Task details: In the listing below, pick out lines with "became".

Stored data:
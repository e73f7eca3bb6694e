//! Errors in the library.
use thiserror::Error;

/// Errors in the library.
#[derive(Error, Debug)]
pub enum BorderError {
    /// Record key error.
    #[error("Record key error: {0}")]
    RecordKeyError(String),

    /// Record value type error.
    #[error("Record value type error: {0}")]
    RecordValueTypeError(String),

    /// An environment failed to perform a step or a reset.
    #[error("Environment failure: {0}")]
    EnvFailure(String),

    /// The shape of an observation does not match the expected shape.
    #[error("Observation shape mismatch: expected {expected:?}, got {actual:?}")]
    ObsShapeMismatch {
        /// Expected shape.
        expected: Vec<usize>,
        /// Actual shape.
        actual: Vec<usize>,
    },

    /// The policy returned a number of actions different from the number of observations.
    #[error("Policy returned {actual} actions for {expected} observations")]
    ActionCountMismatch {
        /// Number of observations given to the policy.
        expected: usize,
        /// Number of actions returned.
        actual: usize,
    },

    /// A loss became NaN or infinite.
    #[error("Non-finite loss: {0}")]
    NonFiniteLoss(f32),

    /// The global norm of the gradients became NaN or infinite.
    #[error("Non-finite gradient norm: {0}")]
    NonFiniteGradient(f32),
}
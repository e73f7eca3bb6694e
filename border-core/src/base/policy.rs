//! Policy.
use super::Env;
use anyhow::Result;
use serde::de::DeserializeOwned;
use std::path::Path;

/// A policy on an environment.
///
/// Policy is a mapping from observations to actions.
/// The mapping can be either of deterministic or stochastic.
pub trait Policy<E: Env> {
    /// Samples an action for each of the given observations.
    ///
    /// The returned vector has the same length as `obs`.
    fn sample(&mut self, obs: &[E::Obs]) -> Result<Vec<usize>>;
}

/// A configurable object, having type parameter.
pub trait Configurable {
    /// Configuration.
    type Config: Clone + DeserializeOwned;

    /// Builds the object.
    fn build(config: Self::Config) -> Result<Self>
    where
        Self: Sized;

    /// Build the object with the configuration in the yaml file of the given path.
    fn build_from_path(path: impl AsRef<Path>) -> Result<Self>
    where
        Self: Sized,
    {
        let file = std::fs::File::open(path)?;
        let rdr = std::io::BufReader::new(file);
        let config = serde_yaml::from_reader(rdr)?;
        Self::build(config)
    }
}
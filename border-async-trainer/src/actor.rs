//! Takes samples from environments and pushes them to the transition queue.
mod base;
mod stat;
pub use base::Actor;
pub use stat::{actor_stats_fmt, ActorStat};
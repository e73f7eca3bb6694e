//! Multilayer perceptron with a policy head and a value head.
mod base;
mod config;
pub use base::MlpA2cNet;
pub use config::MlpA2cNetConfig;
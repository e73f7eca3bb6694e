use super::MlpA2cNetConfig;
use crate::model::A2cNet;
use anyhow::Result;
use candle_core::{Module, Tensor};
use candle_nn::{linear, Linear, VarBuilder};

/// Returns vector of linear modules of the shared layers.
fn create_linear_layers(prefix: &str, vs: VarBuilder, config: &MlpA2cNetConfig) -> Result<Vec<Linear>> {
    let mut dims = vec![config.in_dim];
    dims.extend(config.units.iter());
    let vs = vs.pp(prefix);

    dims.windows(2)
        .enumerate()
        .map(|(i, w)| Ok(linear(w[0], w[1], vs.pp(format!("ln{}", i)))?))
        .collect()
}

/// Multilayer perceptron with ReLU activation function, outputting logits and a state value.
pub struct MlpA2cNet {
    layers: Vec<Linear>,
    policy: Linear,
    value: Linear,
    input_scale: f64,
}

impl A2cNet for MlpA2cNet {
    type Config = MlpA2cNetConfig;

    fn build(vs: VarBuilder, config: Self::Config) -> Result<Self> {
        let layers = create_linear_layers("mlp", vs.clone(), &config)?;
        let in_dim = *config.units.last().unwrap_or(&config.in_dim);

        Ok(Self {
            layers,
            policy: linear(in_dim, config.n_actions, vs.pp("policy"))?,
            value: linear(in_dim, 1, vs.pp("value"))?,
            input_scale: config.input_scale,
        })
    }

    fn forward(&self, xs: &Tensor) -> Result<(Tensor, Tensor)> {
        let mut xs = (xs.flatten_from(1)? * self.input_scale)?;
        for layer in self.layers.iter() {
            xs = layer.forward(&xs)?.relu()?;
        }
        let logits = self.policy.forward(&xs)?;
        let value = self.value.forward(&xs)?.squeeze(1)?;
        Ok((logits, value))
    }
}

#[cfg(test)]
mod test {
    use super::*;
    use candle_core::{DType, Device};
    use candle_nn::VarMap;

    #[test]
    fn test_forward_shapes() -> Result<()> {
        let device = Device::Cpu;
        let varmap = VarMap::new();
        let vb = VarBuilder::from_varmap(&varmap, DType::F32, &device);
        let net = MlpA2cNet::build(vb, MlpA2cNetConfig::new(6, vec![8, 8], 3))?;

        // Observations of shape [2, 3] are flattened
        let xs = Tensor::ones((4, 2, 3), DType::F32, &device)?;
        let (logits, value) = net.forward(&xs)?;
        assert_eq!(logits.dims(), &[4, 3]);
        assert_eq!(value.dims(), &[4]);

        // Two shared layers and two heads, each with weight and bias
        assert_eq!(varmap.all_vars().len(), 8);
        Ok(())
    }
}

Task output:
    /// A loss became NaN or infinite.
    /// The global norm of the gradients became NaN or infinite.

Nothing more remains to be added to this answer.